XOM Friday Closing Price - 64.66
XOM is a stock that has been in a downtrend for the past 7+ years, from a high 104.76. The downtrend became a "runaway freight train" to the downside 16 months ago when it broke an established weekly close support at 67.49 and fell down to 32.62 (based on a weekly close), a low that was made 8 months ago. Evidently that level (around $32.50) was determined to be a bottom and the stock has since bounced up by doubling in price. Nonetheless, the 200-week MA, currently at 66.11, is a line that has been in place for the past 6 years, determining that the stock continues to be in a bear market though a bottom to that bear market has been determined. As such and in order to break this MA line and establish that the downtrend has ended and a bull trend has started, the stock needs to break that MA line, has to generate a confirmed weekly close above 67.49, and more importantly, oil has to break its strongly established resistance around the $75 level. All possible but not likely to occur.

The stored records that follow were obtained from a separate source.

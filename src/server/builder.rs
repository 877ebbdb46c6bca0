//! ServerBuilder for fluent API to build HTTP servers

use super::handlers::AppState;
use super::router::{build_employee_routes, build_health_routes};
use crate::config::ServerConfig;
use crate::core::error::panic_response;
use crate::core::service::EmployeeService;
use crate::storage::InMemoryEmployeeStore;
use anyhow::Result;
use axum::Router;
use std::sync::Arc;
use tokio::net::TcpListener;
use tower::ServiceBuilder;
use tower_http::catch_panic::CatchPanicLayer;
use tower_http::cors::CorsLayer;
use tower_http::trace::TraceLayer;

/// Builder for creating the HTTP server
///
/// # Example
///
/// ```ignore
/// ServerBuilder::new()
///     .with_config(ServerConfig::load()?)
///     .with_service(InMemoryEmployeeStore::new())
///     .serve()
///     .await?;
/// ```
pub struct ServerBuilder {
    config: ServerConfig,
    service: Option<Arc<dyn EmployeeService>>,
    custom_routes: Vec<Router>,
}

impl ServerBuilder {
    /// Create a new ServerBuilder with default configuration
    pub fn new() -> Self {
        Self {
            config: ServerConfig::default(),
            service: None,
            custom_routes: Vec::new(),
        }
    }

    /// Replace the configuration
    pub fn with_config(mut self, config: ServerConfig) -> Self {
        self.config = config;
        self
    }

    /// Set the employee service
    ///
    /// Defaults to an empty [`InMemoryEmployeeStore`] when not called.
    pub fn with_service(mut self, service: impl EmployeeService + 'static) -> Self {
        self.service = Some(Arc::new(service));
        self
    }

    /// Set an already shared employee service
    pub fn with_shared_service(mut self, service: Arc<dyn EmployeeService>) -> Self {
        self.service = Some(service);
        self
    }

    /// Add custom routes to the server
    ///
    /// They are merged before the tracing, panic and CORS layers are applied,
    /// so they share the same failure handling as the employee routes.
    pub fn with_custom_routes(mut self, routes: Router) -> Self {
        self.custom_routes.push(routes);
        self
    }

    /// The configuration the server will use
    pub fn config(&self) -> &ServerConfig {
        &self.config
    }

    /// Build the complete router
    pub fn build(self) -> Router {
        let service = self
            .service
            .unwrap_or_else(|| Arc::new(InMemoryEmployeeStore::new()));

        let mut app = build_health_routes().merge(build_employee_routes(AppState::new(service)));

        for custom_router in self.custom_routes {
            app = app.merge(custom_router);
        }

        let app = app.layer(
            ServiceBuilder::new()
                .layer(TraceLayer::new_for_http())
                .layer(CatchPanicLayer::custom(panic_response)),
        );

        if self.config.cors_allow_all {
            app.layer(CorsLayer::permissive())
        } else {
            app
        }
    }

    /// Serve the application with graceful shutdown
    ///
    /// This will:
    /// - Bind to the configured address
    /// - Start serving requests
    /// - Handle SIGTERM and SIGINT (Ctrl+C) for graceful shutdown
    pub async fn serve(self) -> Result<()> {
        let addr = self.config.bind_address();
        let app = self.build();
        let listener = TcpListener::bind(&addr).await?;

        tracing::info!("Server listening on {}", addr);

        axum::serve(listener, app)
            .with_graceful_shutdown(shutdown_signal())
            .await?;

        tracing::info!("Server shutdown complete");
        Ok(())
    }
}

impl Default for ServerBuilder {
    fn default() -> Self {
        Self::new()
    }
}

/// Wait for shutdown signal (SIGTERM or Ctrl+C)
async fn shutdown_signal() {
    use tokio::signal;

    let ctrl_c = async {
        if let Err(e) = signal::ctrl_c().await {
            tracing::warn!(error = %e, "Failed to listen for Ctrl+C");
            std::future::pending::<()>().await;
        }
    };

    #[cfg(unix)]
    let terminate = async {
        match signal::unix::signal(signal::unix::SignalKind::terminate()) {
            Ok(mut sigterm) => {
                sigterm.recv().await;
            }
            Err(e) => {
                tracing::warn!(error = %e, "Failed to install SIGTERM handler");
                std::future::pending::<()>().await;
            }
        }
    };

    #[cfg(not(unix))]
    let terminate = std::future::pending::<()>();

    tokio::select! {
        _ = ctrl_c => {
            tracing::info!("Received Ctrl+C signal, initiating graceful shutdown...");
        },
        _ = terminate => {
            tracing::info!("Received SIGTERM signal, initiating graceful shutdown...");
        },
    }
}
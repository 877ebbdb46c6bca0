//! Configuration loading and management
//!
//! Settings come from an optional YAML file and can be overridden through
//! environment variables:
//!
//! | Variable | Default | Meaning |
//! |----------|---------|---------|
//! | `EMPLOYEE_API_CONFIG` | unset | path of a YAML config file |
//! | `EMPLOYEE_API_HOST` | `127.0.0.1` | bind host |
//! | `EMPLOYEE_API_PORT` | `3000` | bind port |
//! | `EMPLOYEE_API_CORS` | `true` | allow any origin, method and header |
//! | `RUST_LOG` | `info` | tracing filter |

use anyhow::{Context, Result};
use serde::{Deserialize, Serialize};

pub const CONFIG_PATH_VAR: &str = "EMPLOYEE_API_CONFIG";
pub const HOST_VAR: &str = "EMPLOYEE_API_HOST";
pub const PORT_VAR: &str = "EMPLOYEE_API_PORT";
pub const CORS_VAR: &str = "EMPLOYEE_API_CORS";
pub const LOG_VAR: &str = "RUST_LOG";

/// Server settings
#[derive(Debug, Clone, PartialEq, Eq, Serialize, Deserialize)]
#[serde(default)]
pub struct ServerConfig {
    /// Host or IP to bind
    pub host: String,

    /// TCP port to bind
    pub port: u16,

    /// Attach a permissive CORS layer
    pub cors_allow_all: bool,

    /// Default tracing filter when `RUST_LOG` is unset
    pub log_level: String,
}

impl Default for ServerConfig {
    fn default() -> Self {
        Self {
            host: "127.0.0.1".to_string(),
            port: 3000,
            cors_allow_all: true,
            log_level: "info".to_string(),
        }
    }
}

impl ServerConfig {
    /// Load configuration from a YAML file
    pub fn from_yaml_file(path: &str) -> Result<Self> {
        let content = std::fs::read_to_string(path)
            .with_context(|| format!("failed to read config file {}", path))?;
        Self::from_yaml_str(&content).with_context(|| format!("failed to parse {}", path))
    }

    /// Load configuration from a YAML string
    pub fn from_yaml_str(yaml: &str) -> Result<Self> {
        let config: Self = serde_yaml::from_str(yaml)?;
        Ok(config)
    }

    /// Load from `EMPLOYEE_API_CONFIG` when set, then apply environment overrides
    pub fn load() -> Result<Self> {
        let config = match std::env::var(CONFIG_PATH_VAR) {
            Ok(path) => Self::from_yaml_file(&path)?,
            Err(_) => Self::default(),
        };
        Ok(config.with_env_overrides())
    }

    /// Apply overrides from the process environment
    pub fn with_env_overrides(self) -> Self {
        self.with_overrides(|key| std::env::var(key).ok())
    }

    /// Apply overrides from any key lookup
    ///
    /// Values that fail to parse leave the current setting in place.
    pub fn with_overrides(mut self, lookup: impl Fn(&str) -> Option<String>) -> Self {
        if let Some(host) = lookup(HOST_VAR) {
            self.host = host;
        }
        if let Some(port) = lookup(PORT_VAR).and_then(|p| p.parse().ok()) {
            self.port = port;
        }
        if let Some(cors) = lookup(CORS_VAR).and_then(|c| parse_flag(&c)) {
            self.cors_allow_all = cors;
        }
        if let Some(level) = lookup(LOG_VAR) {
            self.log_level = level;
        }
        self
    }

    /// `host:port` string for the listener
    pub fn bind_address(&self) -> String {
        format!("{}:{}", self.host, self.port)
    }
}

fn parse_flag(raw: &str) -> Option<bool> {
    match raw.trim().to_lowercase().as_str() {
        "1" | "true" | "yes" | "on" => Some(true),
        "0" | "false" | "no" | "off" => Some(false),
        _ => None,
    }
}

XOM closed on the high of the week and further upside above last week's high at 64.93 is expected to be seen. The MA line is at 66.11 and likely to be reached this week due to the strength seen in Oil and the stock last week. With the 67.49 level (on a weekly closing basis) a very important and pivotal resistance line, the risk ratio is clearly defined and small (around $2 per share).
As far as the potential profit to be made, XOM shows some recently established weekly close support between 53.08 (previous multi-week high weekly close) and 55.57 (most recent low weekly close of some consequence). As such, the downside objective is a drop down to somewhere in that area. This suggests a trade that offers about a $2 risk ratio and a $10-$12 potential profit.
Sales of XOM above 66.00 and using a 67.59 stop loss (based on a weekly close) and having a $55 downside objective will offer a 5.5-1 risk/reward ratio. My rating on the trade is a 3 (on a scale of 1-5 with 5 being the highest).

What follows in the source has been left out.